If On a Summer’s Day, I’ll be Traveling (a post by Josh)
May 24, 2009
This summer I take off. I take off from school by not studying until I can’t read anymore.
But I don’t take off from researching. I am taking off to drive, run, and bike around most of the Southern States to look deeper into how food can shape, affect, or even define a culture. I believe that the foods we eat really do shape how we interact with our surroundings more than we think they do. So I’ll be checking out three different regions in the south: Low-Country (Georgia and South Carolina), the Bayou (Coastal Alabama, Mississippi, and Louisiana), and inland a bit with Southern Appalachia (Tennessee, North Carolina and Virginia).
How, per se, am I going to do this? Well, that’s part of the beauty of it all – I’m going to eat and talk with as many people who want to eat and talk about the South. I am going to set up meetings with people, and also just going to restaurants and talking with whoever will talk.
Right now, I’m sitting in Savannah thinking about a few people that I’ve spoken with (declaring their way is the Southern way) and thinking about what I soon will see, taste and hear. Over the next few days I plan on going to a Restaurant here in town called Mrs. Wilke’s Boarding House, maybe catching up with a Savannah Born Native or two and then off to Sapelo Island.

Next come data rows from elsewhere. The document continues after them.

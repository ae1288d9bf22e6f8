use std::path::Path;

use anyhow::{Context, Result};
use serde::Deserialize;

use flexwave_estimate::FlexureParams;
use flexwave_wavelet::{DEFAULT_K0, DEFAULT_N_ANGLES, DEFAULT_TAPER_WIDTH};

/// Top-level flexwave configuration.
#[derive(Debug, Default, Deserialize)]
#[serde(deny_unknown_fields)]
pub struct FlexwaveConfig {
    /// Wavelet transform settings.
    #[serde(default)]
    pub transform: TransformToml,

    /// Analysis scale settings.
    #[serde(default)]
    pub scales: ScalesToml,

    /// I/O settings.
    #[serde(default)]
    pub io: IoToml,

    /// Elastic thickness estimation settings.
    #[serde(default)]
    pub estimate: EstimateToml,

    /// Plate and density constants of the flexure model.
    #[serde(default)]
    pub flexure: FlexureToml,
}

impl FlexwaveConfig {
    /// Loads the TOML file at `path`, or the defaults when no path is given.
    pub fn load(path: Option<&Path>) -> Result<Self> {
        let Some(path) = path else {
            return Ok(Self::default());
        };
        let toml_str = std::fs::read_to_string(path)
            .with_context(|| format!("failed to read config file: {}", path.display()))?;
        toml::from_str(&toml_str).context("failed to parse TOML config")
    }
}

#[derive(Debug, Deserialize)]
#[serde(deny_unknown_fields)]
pub struct TransformToml {
    #[serde(default = "default_k0")]
    pub k0: f64,
    #[serde(default = "default_n_angles")]
    pub n_angles: usize,
    #[serde(default = "default_taper_width")]
    pub taper_width: usize,
    /// Padded FFT size `[nnx, nny]`; derived from the grid when absent.
    #[serde(default)]
    pub pad: Option<[usize; 2]>,
}

impl Default for TransformToml {
    fn default() -> Self {
        Self {
            k0: default_k0(),
            n_angles: default_n_angles(),
            taper_width: default_taper_width(),
            pad: None,
        }
    }
}

fn default_k0() -> f64 {
    DEFAULT_K0
}
fn default_n_angles() -> usize {
    DEFAULT_N_ANGLES
}
fn default_taper_width() -> usize {
    DEFAULT_TAPER_WIDTH
}

#[derive(Debug, Deserialize)]
#[serde(deny_unknown_fields)]
pub struct ScalesToml {
    /// Explicit wavenumbers in rad/m.
    #[serde(default)]
    pub wavenumbers: Option<Vec<f64>>,
    /// Number of automatic scales when `wavenumbers` is absent.
    #[serde(default = "default_n_scales")]
    pub n_scales: usize,
}

impl Default for ScalesToml {
    fn default() -> Self {
        Self {
            wavenumbers: None,
            n_scales: default_n_scales(),
        }
    }
}

fn default_n_scales() -> usize {
    20
}

#[derive(Debug, Deserialize)]
#[serde(deny_unknown_fields)]
pub struct IoToml {
    #[serde(default = "default_coord_scale")]
    pub coord_scale: f64,
    #[serde(default = "default_spacing_tol")]
    pub spacing_tol: f64,
    /// NetCDF field variable, tried before `z`.
    #[serde(default)]
    pub z_var: Option<String>,
    #[serde(default = "default_compression")]
    pub compression: String,
    #[serde(default = "default_row_group_size")]
    pub row_group_size: usize,
}

impl Default for IoToml {
    fn default() -> Self {
        Self {
            coord_scale: default_coord_scale(),
            spacing_tol: default_spacing_tol(),
            z_var: None,
            compression: default_compression(),
            row_group_size: default_row_group_size(),
        }
    }
}

fn default_coord_scale() -> f64 {
    1.0
}
fn default_spacing_tol() -> f64 {
    1e-6
}
fn default_compression() -> String {
    "snappy".to_string()
}
fn default_row_group_size() -> usize {
    1_000_000
}

#[derive(Debug, Deserialize)]
#[serde(deny_unknown_fields)]
pub struct EstimateToml {
    /// `admit`, `coh` or `admit_coh`.
    #[serde(default = "default_mode")]
    pub mode: String,
    #[serde(default)]
    pub fit_alpha: bool,
    /// Searched elastic thickness interval in km.
    #[serde(default = "default_te_range")]
    pub te_range: [f64; 2],
    #[serde(default = "default_n_te")]
    pub n_te: usize,
    #[serde(default = "default_n_load_ratio")]
    pub n_load_ratio: usize,
    #[serde(default = "default_n_alpha")]
    pub n_alpha: usize,
    #[serde(default = "default_refine")]
    pub refine: bool,
}

impl Default for EstimateToml {
    fn default() -> Self {
        Self {
            mode: default_mode(),
            fit_alpha: false,
            te_range: default_te_range(),
            n_te: default_n_te(),
            n_load_ratio: default_n_load_ratio(),
            n_alpha: default_n_alpha(),
            refine: default_refine(),
        }
    }
}

fn default_mode() -> String {
    "admit_coh".to_string()
}
fn default_te_range() -> [f64; 2] {
    [2.0, 250.0]
}
fn default_n_te() -> usize {
    249
}
fn default_n_load_ratio() -> usize {
    100
}
fn default_n_alpha() -> usize {
    37
}
fn default_refine() -> bool {
    true
}

/// SI units throughout; `moho_depth` in metres.
#[derive(Debug, Deserialize)]
#[serde(deny_unknown_fields)]
pub struct FlexureToml {
    #[serde(default = "default_young_modulus")]
    pub young_modulus: f64,
    #[serde(default = "default_poisson_ratio")]
    pub poisson_ratio: f64,
    #[serde(default = "default_gravity")]
    pub gravity: f64,
    #[serde(default = "default_rho_mantle")]
    pub rho_mantle: f64,
    #[serde(default = "default_rho_crust")]
    pub rho_crust: f64,
    #[serde(default = "default_moho_depth")]
    pub moho_depth: f64,
}

impl Default for FlexureToml {
    fn default() -> Self {
        Self {
            young_modulus: default_young_modulus(),
            poisson_ratio: default_poisson_ratio(),
            gravity: default_gravity(),
            rho_mantle: default_rho_mantle(),
            rho_crust: default_rho_crust(),
            moho_depth: default_moho_depth(),
        }
    }
}

fn default_young_modulus() -> f64 {
    FlexureParams::default().young_modulus()
}
fn default_poisson_ratio() -> f64 {
    FlexureParams::default().poisson_ratio()
}
fn default_gravity() -> f64 {
    FlexureParams::default().gravity()
}
fn default_rho_mantle() -> f64 {
    FlexureParams::default().rho_mantle()
}
fn default_rho_crust() -> f64 {
    FlexureParams::default().rho_crust()
}
fn default_moho_depth() -> f64 {
    FlexureParams::default().moho_depth()
}

#[cfg(test)]
mod tests {
    use super::*;

    #[test]
    fn empty_file_gives_defaults() {
        let config: FlexwaveConfig = toml::from_str("").unwrap();
        assert_eq!(config.transform.k0, DEFAULT_K0);
        assert_eq!(config.transform.n_angles, 23);
        assert_eq!(config.transform.taper_width, 10);
        assert!(config.transform.pad.is_none());
        assert!(config.scales.wavenumbers.is_none());
        assert_eq!(config.scales.n_scales, 20);
        assert_eq!(config.io.compression, "snappy");
        assert_eq!(config.io.row_group_size, 1_000_000);
        assert_eq!(config.estimate.mode, "admit_coh");
        assert_eq!(config.estimate.te_range, [2.0, 250.0]);
        assert!(!config.estimate.fit_alpha);
        assert_eq!(config.flexure.rho_crust, 2700.0);
        assert_eq!(config.flexure.moho_depth, 35e3);
    }

    #[test]
    fn estimate_and_flexure_sections_parse() {
        let text = r#"
            [estimate]
            mode = "coh"
            fit_alpha = true
            te_range = [5.0, 120.0]
            n_te = 116

            [flexure]
            rho_crust = 2800.0
            moho_depth = 30e3
        "#;
        let config: FlexwaveConfig = toml::from_str(text).unwrap();
        assert_eq!(config.estimate.mode, "coh");
        assert!(config.estimate.fit_alpha);
        assert_eq!(config.estimate.n_te, 116);
        assert_eq!(config.estimate.n_load_ratio, 100);
        assert_eq!(config.flexure.rho_crust, 2800.0);
        assert_eq!(config.flexure.rho_mantle, 3200.0);
        assert!(toml::from_str::<FlexwaveConfig>("[flexure]\nte = 20.0\n").is_err());
    }

    #[test]
    fn full_file_parses() {
        let text = r#"
            [transform]
            k0 = 2.668
            n_angles = 11
            taper_width = 0
            pad = [256, 128]

            [scales]
            wavenumbers = [1e-5, 2e-5, 4e-5]

            [io]
            coord_scale = 1000.0
            compression = "zstd"
            row_group_size = 5000
        "#;
        let config: FlexwaveConfig = toml::from_str(text).unwrap();
        assert_eq!(config.transform.k0, 2.668);
        assert_eq!(config.transform.pad, Some([256, 128]));
        assert_eq!(config.scales.wavenumbers.as_deref(), Some(&[1e-5, 2e-5, 4e-5][..]));
        assert_eq!(config.io.coord_scale, 1000.0);
        assert_eq!(config.io.compression, "zstd");
    }

    #[test]
    fn unknown_keys_rejected() {
        assert!(toml::from_str::<FlexwaveConfig>("[transform]\nk_0 = 5.0\n").is_err());
        assert!(toml::from_str::<FlexwaveConfig>("[plot]\n").is_err());
    }

    #[test]
    fn load_without_path_is_default() {
        let config = FlexwaveConfig::load(None).unwrap();
        assert_eq!(config.scales.n_scales, 20);
    }

    #[test]
    fn load_missing_file_has_context() {
        let err = FlexwaveConfig::load(Some(Path::new("/tmp/flexwave_no_such.toml"))).unwrap_err();
        assert!(format!("{err:#}").contains("failed to read config file"));
    }
}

But so far, it has been great. Only a week in, and I’ve learned so much. I’ve learned that most of the foods that are considered “Southern” were never a part of many people’s lives two generations ago. I also learned that most of the food in the South was brought from African or Spanish or Native American traditions. I’ve learned that the biggest meal was generally eaten in the middle of the day. And I’ve learned that people on Daufuskie Island never really knew about hunger because they “made due” and ate “simply.”
I will keep updating on what I learn throughout the process. I have stories to tell already but I wanted to let those who do read this blog what I was doing very crudely, first. And with me being on the road (be that running, driving or biking) and my absent minded-ness, I won’t be able to post pictures for the next two months. That doesn’t mean I’m not taking pictures and they won’t be up, but I just forgot the connecting chord from my camera to my computer.
In true Eat Me. Drink Me. fashion, I’ll leave you with a recipe. Not one to make a specific item, but a meal as a whole.
One Take on a Southern Savannah Meal:
Fried Chicken
Succotash (Okra, Tomato, Corn Stew)
Rice
Potato Salad
Black Eyed Peas
Biscuits
Peach Cobbler
Mint Iced Tea
Butter
A View of Some Water-Way
1. Put the “Ingredients” on your plate around 2pm
2. Eat until 4pm
3. Talk about your day, your life, your leisure
4. Take a nap
5. Wake up and re-start your day.
Sounds like a meal at your g-units in Dansville.
God luck with the research and will be looking forward to reading more about it!
It was a pleasure to share the meal at Mrs. Wilkes with you. Hope all your travels go well and you enjoy all the eats. I’m jealous – wish Doug and I could have followed you around. Enjoy. We’ll be checking in to the blog to see how things go.